▶ [Task statement]:
Your task is to copy every line below that contains the word "usize".

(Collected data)
[Start of Attachment]

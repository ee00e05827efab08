use crate::error::ExportError;

#[derive(Debug, Clone, PartialEq, Eq)]
pub struct Table {
    pub header: Vec<String>,
    pub rows: Vec<Vec<String>>,
}

impl Table {
    pub fn column(&self, name: &str) -> Option<usize> {
        self.header.iter().position(|column| column == name)
    }
}

pub fn parse(text: &str) -> Result<Table, ExportError> {
    let mut records = split_records(text)?;
    records.retain(|record| !(record.len() == 1 && record[0].is_empty()));
    if records.is_empty() {
        return Err(ExportError::BatchInput(
            "input table has no header row".to_string(),
        ));
    }
    let header = records.remove(0);
    for (at, record) in records.iter().enumerate() {
        if record.len() != header.len() {
            return Err(ExportError::BatchInput(format!(
                "row {} has {} field(s), header has {}",
                at + 1,
                record.len(),
                header.len()
            )));
        }
    }
    Ok(Table {
        header,
        rows: records,
    })
}

pub fn render(header: &[&str], rows: &[Vec<String>]) -> String {
    let mut out = String::new();
    push_record(&mut out, header.iter().copied());
    for row in rows {
        push_record(&mut out, row.iter().map(String::as_str));
    }
    out
}

fn split_records(text: &str) -> Result<Vec<Vec<String>>, ExportError> {
    let mut records = Vec::new();
    let mut record = Vec::new();
    let mut field = String::new();
    let mut quoted = false;
    let mut chars = text.chars().peekable();

    while let Some(ch) = chars.next() {
        if quoted {
            if ch == '"' {
                if chars.peek() == Some(&'"') {
                    chars.next();
                    field.push('"');
                } else {
                    quoted = false;
                }
            } else {
                field.push(ch);
            }
            continue;
        }
        match ch {
            '"' if field.is_empty() => quoted = true,
            ',' => record.push(std::mem::take(&mut field)),
            '\r' | '\n' => {
                if ch == '\r' && chars.peek() == Some(&'\n') {
                    chars.next();
                }
                record.push(std::mem::take(&mut field));
                records.push(std::mem::take(&mut record));
            }
            _ => field.push(ch),
        }
    }
    if quoted {
        return Err(ExportError::BatchInput(
            "unterminated quoted field".to_string(),
        ));
    }
    if !field.is_empty() || !record.is_empty() {
        record.push(field);
        records.push(record);
    }
    Ok(records)
}

fn push_record<'a>(out: &mut String, fields: impl Iterator<Item = &'a str>) {
    let mut first = true;
    for field in fields {
        if !first {
            out.push(',');
        }
        first = false;
        push_field(out, field);
    }
    out.push('\n');
}

fn push_field(out: &mut String, field: &str) {
    if field.contains(['"', ',', '\n', '\r']) {
        out.push('"');
        for ch in field.chars() {
            if ch == '"' {
                out.push('"');
            }
            out.push(ch);
        }
        out.push('"');
    } else {
        out.push_str(field);
    }
}
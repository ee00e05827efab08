pub mod assemble;
pub mod batch;
pub mod bundle;
pub mod chain;
pub mod config;
pub mod domain;
pub mod error;
pub mod ingest;
pub mod matrix;
pub mod observation;
pub mod report;
pub mod tabular;
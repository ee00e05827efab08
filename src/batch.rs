use std::collections::{HashMap, HashSet, VecDeque};
use std::sync::{Mutex, MutexGuard, PoisonError};
use std::thread;

use camino::Utf8PathBuf;
use tracing::{info, warn};

use crate::chain::{ChainResolver, Warning};
use crate::config::LibPrepPolicy;
use crate::domain::BiomaterialId;
use crate::error::ExportError;
use crate::ingest::IngestClient;
use crate::observation::Observation;
use crate::tabular;

#[derive(Debug, Clone, PartialEq, Eq)]
pub struct BatchRow {
    pub identifier: BiomaterialId,
    pub cell_type: Option<String>,
    pub matrix: Option<Utf8PathBuf>,
    pub barcodes: Option<Utf8PathBuf>,
}

pub fn parse_rows(text: &str) -> Result<Vec<BatchRow>, ExportError> {
    let table = tabular::parse(text)?;
    let identifier = table.column("identifier").ok_or_else(|| {
        ExportError::BatchInput("batch input has no identifier column".to_string())
    })?;
    let cell_type = table.column("type");
    let matrix = table.column("matrix");
    let barcodes = table.column("barcodes");

    let mut rows = Vec::with_capacity(table.rows.len());
    for row in &table.rows {
        rows.push(BatchRow {
            identifier: row[identifier].trim().parse()?,
            cell_type: optional(row, cell_type),
            matrix: optional(row, matrix).map(Utf8PathBuf::from),
            barcodes: optional(row, barcodes).map(Utf8PathBuf::from),
        });
    }
    Ok(rows)
}

fn optional(row: &[String], column: Option<usize>) -> Option<String> {
    column
        .map(|at| row[at].trim())
        .filter(|value| !value.is_empty())
        .map(str::to_string)
}

#[derive(Debug, Clone, PartialEq)]
pub struct Resolved {
    pub observation: Observation,
    pub warnings: Vec<Warning>,
}

#[derive(Debug, Clone, PartialEq, Eq)]
pub struct ResolveFailure {
    pub uuid: String,
    pub kind: &'static str,
    pub message: String,
}

impl ResolveFailure {
    fn new(id: &BiomaterialId, error: &ExportError) -> Self {
        Self {
            uuid: id.to_string(),
            kind: error.kind(),
            message: error.to_string(),
        }
    }
}

pub type Outcome = Result<Resolved, ResolveFailure>;

#[derive(Default)]
pub struct ObservationCache {
    entries: Mutex<HashMap<String, Outcome>>,
}

impl ObservationCache {
    pub fn new() -> Self {
        Self::default()
    }

    pub fn get(&self, id: &BiomaterialId) -> Option<Outcome> {
        self.lock().get(id.as_str()).cloned()
    }

    pub fn len(&self) -> usize {
        self.lock().len()
    }

    pub fn is_empty(&self) -> bool {
        self.lock().is_empty()
    }

    fn insert(&self, id: &BiomaterialId, outcome: Outcome) {
        self.lock().insert(id.to_string(), outcome);
    }

    fn lock(&self) -> MutexGuard<'_, HashMap<String, Outcome>> {
        self.entries.lock().unwrap_or_else(PoisonError::into_inner)
    }
}

pub struct BatchResolver<'a, C: IngestClient> {
    client: &'a C,
    lib_prep_policy: LibPrepPolicy,
    workers: usize,
}

impl<'a, C: IngestClient> BatchResolver<'a, C> {
    pub fn new(client: &'a C, lib_prep_policy: LibPrepPolicy, workers: usize) -> Self {
        Self {
            client,
            lib_prep_policy,
            workers: workers.max(1),
        }
    }

    pub fn resolve_rows(&self, rows: &[BatchRow], cache: &ObservationCache) -> Vec<Outcome> {
        let mut seen = HashSet::new();
        let mut pending = Vec::new();
        for row in rows {
            if cache.get(&row.identifier).is_some() {
                continue;
            }
            if seen.insert(row.identifier.clone()) {
                pending.push(row.identifier.clone());
            }
        }
        self.resolve_pending(pending, cache);
        rows.iter().map(|row| project(row, cache)).collect()
    }

    fn resolve_pending(&self, pending: Vec<BiomaterialId>, cache: &ObservationCache) {
        if pending.is_empty() {
            return;
        }
        info!(
            "resolving {} unique identifier(s) with {} worker(s)",
            pending.len(),
            self.workers
        );
        let queue = Mutex::new(VecDeque::from(pending));
        thread::scope(|scope| {
            for _ in 0..self.workers {
                scope.spawn(|| {
                    loop {
                        let next = {
                            let Ok(mut guard) = queue.lock() else { break };
                            guard.pop_front()
                        };
                        let Some(id) = next else { break };
                        cache.insert(&id, self.resolve_one(&id));
                    }
                });
            }
        });
    }

    fn resolve_one(&self, id: &BiomaterialId) -> Outcome {
        let resolver = ChainResolver::new(self.client, self.lib_prep_policy);
        match resolver.resolve(id) {
            Ok(chain) => {
                let (observation, extraction_warnings) = Observation::from_chain(&chain, None);
                let mut warnings = chain.warnings().to_vec();
                warnings.extend(extraction_warnings);
                Ok(Resolved {
                    observation,
                    warnings,
                })
            }
            Err(error) => {
                warn!("resolution of {id} failed: {error}");
                Err(ResolveFailure::new(id, &error))
            }
        }
    }
}

fn project(row: &BatchRow, cache: &ObservationCache) -> Outcome {
    let Some(outcome) = cache.get(&row.identifier) else {
        return Err(ResolveFailure {
            uuid: row.identifier.to_string(),
            kind: "resolution",
            message: "identifier was never resolved".to_string(),
        });
    };
    let mut resolved = outcome?;
    if let Some(cell_type) = &row.cell_type {
        resolved.observation = resolved.observation.with_cell_type(cell_type);
    }
    Ok(resolved)
}

#[cfg(test)]
mod tests {
    use assert_matches::assert_matches;

    use super::*;

    #[test]
    fn parses_all_columns() {
        let rows = parse_rows(
            "identifier,type,matrix,barcodes\n\
             6f0d7d0e-0165-4ac8-bd11-dd21b4d9a7b6,CL:0000236,m.mtx,b.txt\n\
             36b24ba4-7228-4297-b389-c33fcc4316e3,,,\n",
        )
        .unwrap();

        assert_eq!(rows.len(), 2);
        assert_eq!(rows[0].cell_type.as_deref(), Some("CL:0000236"));
        assert_eq!(rows[0].matrix.as_deref(), Some(camino::Utf8Path::new("m.mtx")));
        assert_eq!(rows[0].barcodes.as_deref(), Some(camino::Utf8Path::new("b.txt")));
        assert_eq!(rows[1].cell_type, None);
        assert_eq!(rows[1].matrix, None);
        assert_eq!(rows[1].barcodes, None);
    }

    #[test]
    fn identifier_column_is_required() {
        let err = parse_rows("uuid\n6f0d7d0e-0165-4ac8-bd11-dd21b4d9a7b6\n").unwrap_err();
        assert_matches!(err, ExportError::BatchInput(_));
    }

    #[test]
    fn malformed_identifier_is_rejected() {
        let err = parse_rows("identifier\nnot-a-uuid\n").unwrap_err();
        assert_matches!(err, ExportError::InvalidBiomaterialId(_));
    }

    #[test]
    fn cache_is_write_once_per_key() {
        let cache = ObservationCache::new();
        let id: BiomaterialId = "6f0d7d0e-0165-4ac8-bd11-dd21b4d9a7b6".parse().unwrap();
        assert!(cache.get(&id).is_none());
        assert!(cache.is_empty());

        cache.insert(
            &id,
            Err(ResolveFailure {
                uuid: id.to_string(),
                kind: "transport",
                message: "boom".to_string(),
            }),
        );
        assert_eq!(cache.len(), 1);
        assert_matches!(cache.get(&id), Some(Err(_)));
    }
}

[End of Attachment]

▶ [Solution to this exercise]:
    pub fn column(&self, name: &str) -> Option<usize> {
fn optional(row: &[String], column: Option<usize>) -> Option<String> {
    pub fn len(&self) -> usize {
    workers: usize,
    pub fn new(client: &'a C, lib_prep_policy: LibPrepPolicy, workers: usize) -> Self {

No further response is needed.